Lu Yi Si, President of Cartire China, also admitted that the market management method of luxury brands is different from that of the auto industry in decentralization to the regional market.
"Over the years, the brand side has opened up stores in China with high operating costs and huge investment, but sales have not risen or fallen, which has seriously dragged down the company's profit and earnings.
Therefore, price adjustment is the last resort.
Taking Chanel as an example, sales revenue in 2013 was 4 billion 980 million euros, or about 6 billion 600 million US dollars, slightly higher than that in 2012, but its net profit dropped sharply from 1 billion 150 million euros in 2012 to 7.26 billion euros.
There are similar situations in the world's three largest luxury goods groups, LVMH, Li Feng and Kai Yun, especially men's wear and watch business, which dropped by 13% and 11% in 2013 and 2014 respectively.

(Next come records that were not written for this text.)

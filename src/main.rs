use std::io::{self, BufReader};
use std::process::ExitCode;

use log::error;

use toy_chess::config::EngineConfig;
use toy_chess::uci::Session;

fn main() -> ExitCode {
    pretty_env_logger::init();

    let config = EngineConfig::from_env();
    let session = Session::new(io::stdout(), io::stderr(), config);
    match session.run(BufReader::new(io::stdin())) {
        Ok(()) => ExitCode::SUCCESS,
        Err(e) => {
            error!("session ended abnormally: {e}");
            ExitCode::FAILURE
        }
    }
}
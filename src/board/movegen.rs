//! Legal move generation and move application.

use super::{
    Board, Color, Move, Piece, Square, CASTLE_BLACK_K, CASTLE_BLACK_Q, CASTLE_WHITE_K,
    CASTLE_WHITE_Q,
};

const KNIGHT_DELTAS: [(i8, i8); 8] = [
    (1, 2),
    (2, 1),
    (2, -1),
    (1, -2),
    (-1, -2),
    (-2, -1),
    (-2, 1),
    (-1, 2),
];

const KING_DELTAS: [(i8, i8); 8] = [
    (1, 0),
    (1, 1),
    (0, 1),
    (-1, 1),
    (-1, 0),
    (-1, -1),
    (0, -1),
    (1, -1),
];

const ROOK_DIRS: [(i8, i8); 4] = [(1, 0), (-1, 0), (0, 1), (0, -1)];
const BISHOP_DIRS: [(i8, i8); 4] = [(1, 1), (1, -1), (-1, 1), (-1, -1)];

impl Board {
    /// Whether any piece of color `by` attacks `sq`.
    #[must_use]
    pub fn is_square_attacked(&self, sq: Square, by: Color) -> bool {
        let holds = |target: Option<Square>, piece: Piece| {
            target.map_or(false, |t| self.piece_at(t) == Some((by, piece)))
        };

        // A pawn of `by` attacks from one rank behind, in its own direction.
        let behind = -by.forward();
        if holds(sq.offset(behind, -1), Piece::Pawn) || holds(sq.offset(behind, 1), Piece::Pawn)
        {
            return true;
        }
        if KNIGHT_DELTAS
            .iter()
            .any(|&(dr, df)| holds(sq.offset(dr, df), Piece::Knight))
        {
            return true;
        }
        if KING_DELTAS
            .iter()
            .any(|&(dr, df)| holds(sq.offset(dr, df), Piece::King))
        {
            return true;
        }
        self.slider_attacks(sq, by, &ROOK_DIRS, Piece::Rook)
            || self.slider_attacks(sq, by, &BISHOP_DIRS, Piece::Bishop)
    }

    fn slider_attacks(&self, sq: Square, by: Color, dirs: &[(i8, i8)], slider: Piece) -> bool {
        for &(dr, df) in dirs {
            let mut cursor = sq.offset(dr, df);
            while let Some(target) = cursor {
                if let Some((color, piece)) = self.piece_at(target) {
                    if color == by && (piece == slider || piece == Piece::Queen) {
                        return true;
                    }
                    break;
                }
                cursor = target.offset(dr, df);
            }
        }
        false
    }

    /// Whether `color`'s king is attacked.
    #[must_use]
    pub fn is_in_check(&self, color: Color) -> bool {
        self.king_square(color)
            .map_or(false, |king| self.is_square_attacked(king, color.opponent()))
    }

    /// Whether the side to move is in check.
    #[must_use]
    pub fn in_check(&self) -> bool {
        self.is_in_check(self.side_to_move)
    }

    /// All legal moves for the side to move.
    #[must_use]
    pub fn legal_moves(&self) -> Vec<Move> {
        let us = self.side_to_move;
        let mut moves = Vec::with_capacity(64);
        self.pseudo_legal_moves(&mut moves);
        moves.retain(|&mv| {
            let mut child = *self;
            child.make_move(mv);
            !child.is_in_check(us)
        });
        moves
    }

    /// Moves that obey piece movement rules but may leave the king in check.
    pub(crate) fn pseudo_legal_moves(&self, moves: &mut Vec<Move>) {
        let us = self.side_to_move;
        for from in Square::all() {
            match self.piece_at(from) {
                Some((color, piece)) if color == us => match piece {
                    Piece::Pawn => self.pawn_moves(from, moves),
                    Piece::Knight => self.step_moves(from, &KNIGHT_DELTAS, moves),
                    Piece::Bishop => self.slide_moves(from, &BISHOP_DIRS, moves),
                    Piece::Rook => self.slide_moves(from, &ROOK_DIRS, moves),
                    Piece::Queen => {
                        self.slide_moves(from, &ROOK_DIRS, moves);
                        self.slide_moves(from, &BISHOP_DIRS, moves);
                    }
                    Piece::King => {
                        self.step_moves(from, &KING_DELTAS, moves);
                        self.castling_moves(from, moves);
                    }
                },
                _ => {}
            }
        }
    }

    fn pawn_moves(&self, from: Square, moves: &mut Vec<Move>) {
        let us = self.side_to_move;
        let forward = us.forward();
        let start_rank = match us {
            Color::White => 1,
            Color::Black => 6,
        };

        if let Some(one) = from.offset(forward, 0) {
            if self.piece_at(one).is_none() {
                push_pawn_move(from, one, moves);
                if from.rank() == start_rank {
                    if let Some(two) = from.offset(2 * forward, 0) {
                        if self.piece_at(two).is_none() {
                            moves.push(Move::new(from, two));
                        }
                    }
                }
            }
        }

        for side in [-1, 1] {
            let Some(target) = from.offset(forward, side) else {
                continue;
            };
            match self.piece_at(target) {
                Some((color, _)) if color != us => push_pawn_move(from, target, moves),
                None if self.en_passant == Some(target) => moves.push(Move::new(from, target)),
                _ => {}
            }
        }
    }

    fn step_moves(&self, from: Square, deltas: &[(i8, i8)], moves: &mut Vec<Move>) {
        for &(dr, df) in deltas {
            if let Some(to) = from.offset(dr, df) {
                match self.piece_at(to) {
                    Some((color, _)) if color == self.side_to_move => {}
                    _ => moves.push(Move::new(from, to)),
                }
            }
        }
    }

    fn slide_moves(&self, from: Square, dirs: &[(i8, i8)], moves: &mut Vec<Move>) {
        for &(dr, df) in dirs {
            let mut cursor = from.offset(dr, df);
            while let Some(to) = cursor {
                match self.piece_at(to) {
                    None => moves.push(Move::new(from, to)),
                    Some((color, _)) => {
                        if color != self.side_to_move {
                            moves.push(Move::new(from, to));
                        }
                        break;
                    }
                }
                cursor = to.offset(dr, df);
            }
        }
    }

    fn castling_moves(&self, from: Square, moves: &mut Vec<Move>) {
        let us = self.side_to_move;
        let (rank, king_side, queen_side) = match us {
            Color::White => (0, CASTLE_WHITE_K, CASTLE_WHITE_Q),
            Color::Black => (7, CASTLE_BLACK_K, CASTLE_BLACK_Q),
        };
        if from != Square::new(rank, 4) || self.is_square_attacked(from, us.opponent()) {
            return;
        }
        let empty = |files: &[u8]| {
            files
                .iter()
                .all(|&file| self.piece_at(Square::new(rank, file)).is_none())
        };
        let safe = |files: &[u8]| {
            files
                .iter()
                .all(|&file| !self.is_square_attacked(Square::new(rank, file), us.opponent()))
        };
        let rook_at = |file| self.piece_at(Square::new(rank, file)) == Some((us, Piece::Rook));

        if self.castling_rights & king_side != 0 && rook_at(7) && empty(&[5, 6]) && safe(&[5, 6])
        {
            moves.push(Move::new(from, Square::new(rank, 6)));
        }
        if self.castling_rights & queen_side != 0
            && rook_at(0)
            && empty(&[1, 2, 3])
            && safe(&[2, 3])
        {
            moves.push(Move::new(from, Square::new(rank, 2)));
        }
    }

    /// Piece captured by `mv`, including en passant.
    #[must_use]
    pub fn captured_piece(&self, mv: Move) -> Option<Piece> {
        match self.piece_at(mv.to) {
            Some((_, piece)) => Some(piece),
            None if self.is_en_passant(mv) => Some(Piece::Pawn),
            None => None,
        }
    }

    #[must_use]
    pub fn is_capture(&self, mv: Move) -> bool {
        self.captured_piece(mv).is_some()
    }

    fn is_en_passant(&self, mv: Move) -> bool {
        self.en_passant == Some(mv.to)
            && mv.from.file() != mv.to.file()
            && matches!(self.piece_at(mv.from), Some((_, Piece::Pawn)))
    }

    /// Apply a move generated for this position. Moves from an empty square are ignored.
    pub fn make_move(&mut self, mv: Move) {
        let Some((color, piece)) = self.piece_at(mv.from) else {
            return;
        };
        let en_passant_capture = self.is_en_passant(mv);
        let captured = self.piece_at(mv.to);

        if piece == Piece::Pawn || captured.is_some() || en_passant_capture {
            self.halfmove_clock = 0;
        } else {
            self.halfmove_clock += 1;
        }

        if en_passant_capture {
            self.squares[Square::new(mv.from.rank(), mv.to.file()).index()] = None;
        }

        let placed = match (piece, mv.promotion) {
            (Piece::Pawn, Some(promotion)) => promotion,
            _ => piece,
        };
        self.squares[mv.from.index()] = None;
        self.set_piece(mv.to, color, placed);

        if piece == Piece::King && mv.from.file().abs_diff(mv.to.file()) == 2 {
            let rank = mv.from.rank();
            let (rook_from, rook_to) = if mv.to.file() == 6 { (7, 5) } else { (0, 3) };
            self.squares[Square::new(rank, rook_from).index()] = None;
            self.set_piece(Square::new(rank, rook_to), color, Piece::Rook);
        }

        self.en_passant = if piece == Piece::Pawn && mv.from.rank().abs_diff(mv.to.rank()) == 2 {
            Some(Square::new((mv.from.rank() + mv.to.rank()) / 2, mv.from.file()))
        } else {
            None
        };

        self.castling_rights &= !(Board::castling_mask(mv.from) | Board::castling_mask(mv.to));

        if color == Color::Black {
            self.fullmove_number += 1;
        }
        self.side_to_move = color.opponent();
        self.hash = self.compute_hash();
    }

    /// Count leaf nodes of the legal move tree to `depth`.
    #[must_use]
    pub fn perft(&self, depth: u32) -> u64 {
        if depth == 0 {
            return 1;
        }
        let moves = self.legal_moves();
        if depth == 1 {
            return moves.len() as u64;
        }
        moves
            .into_iter()
            .map(|mv| {
                let mut child = *self;
                child.make_move(mv);
                child.perft(depth - 1)
            })
            .sum()
    }
}

fn push_pawn_move(from: Square, to: Square, moves: &mut Vec<Move>) {
    if to.rank() == 0 || to.rank() == 7 {
        for piece in Piece::PROMOTIONS {
            moves.push(Move::with_promotion(from, to, piece));
        }
    } else {
        moves.push(Move::new(from, to));
    }
}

Since the factors that affect prices, such as taxes and logistics, are not controlled by the brands, they can only make changes within the scope of their own pricing.
- Related reading
Viewing The Development Path Of Garment Industry From Four Sets Of Data Of Semir Annual Report
|Quanzhou's Exports To Korea Increased By 82.7% Over The Same Period Last Year.
|- I want to break the news. | PEAK International Basketball Festival Officially Released The New State Basketball Shoes "Thigh" Lu Wei Appeared To Burn The Whole Stadium.
- Pregnant baby | Jingdong Investment Dixon Pass About 9% Of The Shares Will Expand The Layout Of The 3C Line
- Instant news | Women's Shoes On Behalf Of Industry And Commerce Nine Jedi Counterattack This Year's Share Price Soared Over 50%
- Expert commentary | Domestic And Foreign Cotton Market Supply And Demand Side Loose Period Price Rebounding Limited Space
- Expert commentary | Market Environment Is Bad, India Cotton Yarn Production And Marketing Are Blocked.
- Daily headlines | Burst! A Fire Broke Out In A Printing And Dyeing Factory In Kunshan, Jiangsu, And Flames Rushed Out Of The Roof.
- Instant news | Daphne's Performance Has Been Declining Continuously, And Its Self Salvation Has Become Increasingly Difficult.
- Instant news | Is There Any Future For Department Stores?
- Instant news | Levi' How Did S Make A T-Shirt And Jacket A $1 Billion Deal?
- Instant news | Frequent Quality Of MUJI Products In The Future
- Experience Is King: Like Being In A Fashion Boutique.
- Chen Yulu: "Singing While Excellence Is Business"
- Adidas Faces "Bottleneck" In The Era Of Face Watching
- "Privilege" Made Lin Dan Bolder And Pushed Himself Before Launching His Underwear Brand.
- The Decline Of Hongkong'S Retail Industry Is Becoming A Reality.
- Rouge&Lounge Spokesman Gianna Jun Visits Shanghai
- Olivia Unveiled Max&Co. Flagship Store In Chengdu
- ZARA Always Insists On "User First".
- Adidas Hits "Star Tactics"
- The Designer's Chain Change Is A Hair Trigger.